---
name: data-engineering-orchestration
description: "Pipeline orchestration and workflow management with Prefect, Dagster, and dbt. Covers scheduling, dependency management, retries, and integration patterns."
dependsOn: ["@data-engineering-core"]
---

# Pipeline Orchestration

Workflow orchestration tools for data pipelines: Prefect, Dagster, and dbt. These tools handle scheduling, dependency resolution, retries, monitoring, and state management for production data pipelines.

## Quick Comparison

| Tool | Paradigm | Best For | Learning Curve |
|------|----------|----------|----------------|
| **Prefect** | Flow-based | Pythonic workflows, quick prototypes, cloud-first | Moderate |
| **Dagster** | Asset-based | Data asset lineage, reproducibility, type checking | Steeper |
| **dbt** | SQL transformations | Analytics engineering, ELT, data warehouses | Low (SQL-focused) |
| **FlowerPower** | Hamilton DAGs | Lightweight batch ETL, configuration-driven pipelines | Low-Moderate |

## When to Use Which?

- **Prefect**: You want Python code flexibility, Prefect Cloud UI, and quick setup. Good for general-purpose data pipelines, ETL, and API integrations.

- **Dagster**: You care about data asset observability, type safety, and reproducibility. Good for complex data platforms with clear asset dependencies.

- **dbt**: Your transformations are primarily SQL and you're building analytics marts in a data warehouse.
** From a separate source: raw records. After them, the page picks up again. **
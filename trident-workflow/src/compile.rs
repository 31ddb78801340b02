//! Pattern compilation: canonical node graphs and customizations.

use keel::{AgentError, EdgeSpec, MetadataMap, NodeKind, NodeSpec, Pattern, WorkflowId, WorkflowSpec};

/// Canonical node ids shared by every DAG pattern.
pub mod nodes {
    /// Entry: normalises the request input.
    pub const PROCESS_INPUT: &str = "process_input";
    /// Adds domain/session context.
    pub const ENRICH_CONTEXT: &str = "enrich_context";
    /// Analytical insert.
    pub const SEQUENTIAL_THINKING: &str = "sequential_thinking";
    /// Creative insert.
    pub const IDEATION: &str = "ideation";
    /// Problem-solving insert.
    pub const DIAGNOSTICS: &str = "diagnostics";
    /// Runs the spec's tools through the gateway.
    pub const EXECUTE_TOOLS: &str = "execute_tools";
    /// Model-driven reasoning over input + tool results.
    pub const REASONING: &str = "reasoning";
    /// Drafts the final answer.
    pub const SYNTHESIZE: &str = "synthesize";
    /// Terminal: formats the output.
    pub const FORMAT_OUTPUT: &str = "format_output";

    /// ReAct loop nodes.
    pub const THINK: &str = "think";
    /// ReAct: tool invocation.
    pub const ACT: &str = "act";
    /// ReAct: records the observation.
    pub const OBSERVE: &str = "observe";
    /// ReAct: completion check, loops back to `think`.
    pub const DECIDE: &str = "decide";

    /// ReWOO phases.
    pub const PLANNER: &str = "planner";
    /// ReWOO: executes plan steps in dependency waves.
    pub const WORKER: &str = "worker";
    /// ReWOO: synthesises from evidence.
    pub const SOLVER: &str = "solver";

    /// ADaPT nodes.
    pub const ASSESS: &str = "assess";
    /// ADaPT: splits a complex task.
    pub const DECOMPOSE: &str = "decompose";
    /// ADaPT: runs a leaf task.
    pub const EXECUTE: &str = "execute";
    /// ADaPT: combines child outcomes.
    pub const COMBINE: &str = "combine";
}

/// A graph customization applied on top of a canonical pattern.
#[non_exhaustive]
#[derive(Debug, Clone)]
pub enum Customization {
    /// Insert a node between `after` and its current successors.
    InsertNode {
        /// The node to insert.
        node: NodeSpec,
        /// Existing node the new one follows.
        after: String,
    },
    /// Append a node with explicit edges added separately.
    AppendNode(NodeSpec),
    /// Add an edge between existing nodes.
    AddEdge(EdgeSpec),
}

/// Build the canonical spec for a pattern.
///
/// DAG patterns share the chain `process_input → enrich_context →
/// (insert) → execute_tools → reasoning → synthesize → format_output`;
/// react and adapt carry their loop back-edges.
pub fn build_pattern_spec(pattern: Pattern, id: WorkflowId) -> WorkflowSpec {
    let (nodes, edges) = match pattern {
        Pattern::React => react_graph(),
        Pattern::Rewoo => rewoo_graph(),
        Pattern::Adapt => adapt_graph(),
        Pattern::Analytical => dag_graph(Some((nodes::SEQUENTIAL_THINKING, NodeKind::Reasoning))),
        Pattern::Creative => dag_graph(Some((nodes::IDEATION, NodeKind::Reasoning))),
        Pattern::ProblemSolving => dag_graph(Some((nodes::DIAGNOSTICS, NodeKind::Processing))),
        Pattern::Informational | Pattern::Conversational => dag_graph(None),
    };
    WorkflowSpec {
        id,
        pattern,
        nodes,
        edges,
        params: MetadataMap::new(),
        required_tools: vec![],
    }
}

fn chain(nodes: &[NodeSpec]) -> Vec<EdgeSpec> {
    nodes
        .windows(2)
        .map(|pair| EdgeSpec::new(pair[0].id.clone(), pair[1].id.clone()))
        .collect()
}

fn dag_graph(insert: Option<(&str, NodeKind)>) -> (Vec<NodeSpec>, Vec<EdgeSpec>) {
    let mut nodes = vec![
        NodeSpec::entry(nodes::PROCESS_INPUT, NodeKind::Input),
        NodeSpec::new(nodes::ENRICH_CONTEXT, NodeKind::Processing),
    ];
    if let Some((id, kind)) = insert {
        nodes.push(NodeSpec::new(id, kind));
    }
    nodes.extend([
        NodeSpec::new(nodes::EXECUTE_TOOLS, NodeKind::Tool),
        NodeSpec::new(nodes::REASONING, NodeKind::Reasoning),
        NodeSpec::new(nodes::SYNTHESIZE, NodeKind::Processing),
        NodeSpec::new(nodes::FORMAT_OUTPUT, NodeKind::Output),
    ]);
    let edges = chain(&nodes);
    (nodes, edges)
}

fn react_graph() -> (Vec<NodeSpec>, Vec<EdgeSpec>) {
    let nodes = vec![
        NodeSpec::entry(nodes::PROCESS_INPUT, NodeKind::Input),
        NodeSpec::new(nodes::THINK, NodeKind::Reasoning),
        NodeSpec::new(nodes::ACT, NodeKind::Tool),
        NodeSpec::new(nodes::OBSERVE, NodeKind::Processing),
        NodeSpec::new(nodes::DECIDE, NodeKind::Processing),
        NodeSpec::new(nodes::FORMAT_OUTPUT, NodeKind::Output),
    ];
    let mut edges = chain(&nodes[..5]);
    let mut back = EdgeSpec::new(nodes::DECIDE, nodes::THINK);
    back.condition = Some("continue".to_string());
    edges.push(back);
    let mut done = EdgeSpec::new(nodes::DECIDE, nodes::FORMAT_OUTPUT);
    done.condition = Some("complete".to_string());
    edges.push(done);
    (nodes, edges)
}

fn rewoo_graph() -> (Vec<NodeSpec>, Vec<EdgeSpec>) {
    let nodes = vec![
        NodeSpec::entry(nodes::PROCESS_INPUT, NodeKind::Input),
        NodeSpec::new(nodes::PLANNER, NodeKind::Reasoning),
        NodeSpec::new(nodes::WORKER, NodeKind::Tool),
        NodeSpec::new(nodes::SOLVER, NodeKind::Reasoning),
        NodeSpec::new(nodes::FORMAT_OUTPUT, NodeKind::Output),
    ];
    let edges = chain(&nodes);
    (nodes, edges)
}

fn adapt_graph() -> (Vec<NodeSpec>, Vec<EdgeSpec>) {
    let nodes = vec![
        NodeSpec::entry(nodes::PROCESS_INPUT, NodeKind::Input),
        NodeSpec::new(nodes::ASSESS, NodeKind::Processing),
        NodeSpec::new(nodes::DECOMPOSE, NodeKind::Decomposition),
        NodeSpec::new(nodes::EXECUTE, NodeKind::Tool),
        NodeSpec::new(nodes::COMBINE, NodeKind::Processing),
        NodeSpec::new(nodes::FORMAT_OUTPUT, NodeKind::Output),
    ];
    let conditional = |from: &str, to: &str, condition: &str| {
        let mut edge = EdgeSpec::new(from, to);
        edge.condition = Some(condition.to_string());
        edge
    };
    let edges = vec![
        EdgeSpec::new(nodes::PROCESS_INPUT, nodes::ASSESS),
        conditional(nodes::ASSESS, nodes::DECOMPOSE, "complex"),
        conditional(nodes::ASSESS, nodes::EXECUTE, "simple"),
        conditional(nodes::DECOMPOSE, nodes::ASSESS, "recurse"),
        EdgeSpec::new(nodes::EXECUTE, nodes::COMBINE),
        EdgeSpec::new(nodes::COMBINE, nodes::FORMAT_OUTPUT),
    ];
    (nodes, edges)
}

/// Apply customizations, then re-validate the graph: it must keep
/// exactly one entry, stay connected from the entry, and terminate.
pub fn customize(
    mut spec: WorkflowSpec,
    customizations: Vec<Customization>,
) -> Result<WorkflowSpec, AgentError> {
    for customization in customizations {
        match customization {
            Customization::InsertNode { node, after } => {
                if !spec.nodes.iter().any(|n| n.id == after) {
                    return Err(AgentError::validation(
                        "UNKNOWN_NODE",
                        format!("cannot insert after unknown node {after}"),
                    ));
                }
                // Redirect after's outgoing edges through the new node.
                for edge in spec.edges.iter_mut().filter(|e| e.from == after) {
                    edge.from = node.id.clone();
                }
                spec.edges.push(EdgeSpec::new(after, node.id.clone()));
                spec.nodes.push(node);
            }
            Customization::AppendNode(node) => spec.nodes.push(node),
            Customization::AddEdge(edge) => spec.edges.push(edge),
        }
    }
    spec.validate()?;
    ensure_connected(&spec)?;
    Ok(spec)
}

/// Every node must be reachable from the entry.
fn ensure_connected(spec: &WorkflowSpec) -> Result<(), AgentError> {
    let entry = spec
        .entry_node()
        .ok_or_else(|| AgentError::validation("BAD_ENTRY", "missing entry node"))?;
    let mut reachable = std::collections::HashSet::new();
    let mut stack = vec![entry];
    while let Some(current) = stack.pop() {
        if !reachable.insert(current) {
            continue;
        }
        for edge in spec.edges.iter().filter(|e| e.from == current) {
            stack.push(edge.to.as_str());
        }
    }
    if let Some(unreachable) = spec.nodes.iter().find(|n| !reachable.contains(n.id.as_str())) {
        return Err(AgentError::validation(
            "DISCONNECTED_GRAPH",
            format!("node {} is unreachable from the entry", unreachable.id),
        ));
    }
    Ok(())
}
Great for analytics engineering teams.

## Skill Dependencies

Assumes familiarity with:
- `@data-engineering-core` - Polars, DuckDB, PyArrow
- `@data-engineering-storage-remote-access` - Cloud storage for intermediate data

Related:
- `@data-engineering-quality` - Data validation integrated into orchestration
- `@data-engineering-observability` - Monitoring and tracing
- `@data-engineering-storage-lakehouse` - Delta/Iceberg for state management

---

## Detailed Guides

### Prefect
See: `@data-engineering-orchestration/prefect.md`

- Flows and tasks with decorators
- Retries, caching, and parameters
- Prefect Cloud (serverless) vs Prefect Server (self-hosted)
- Deployment patterns

### Dagster
See: `@data-engineering-orchestration/dagster.md`

- Asset-based programming model
- Materialization and partitions
- Type checking with Dagster types
- Sensors and schedules
- Integration with data platforms

### dbt (Data Build Tool)
See: `@data-engineering-orchestration/dbt.md`

- Projects, models, tests, snapshots, seeds
- Jinja templating and macros
- Data testing (schema, cardinality, custom)
- Documentation generation
- Package management (dbt packages)
- Adapters (DuckDB, Postgres, Snowflake, BigQuery, Spark)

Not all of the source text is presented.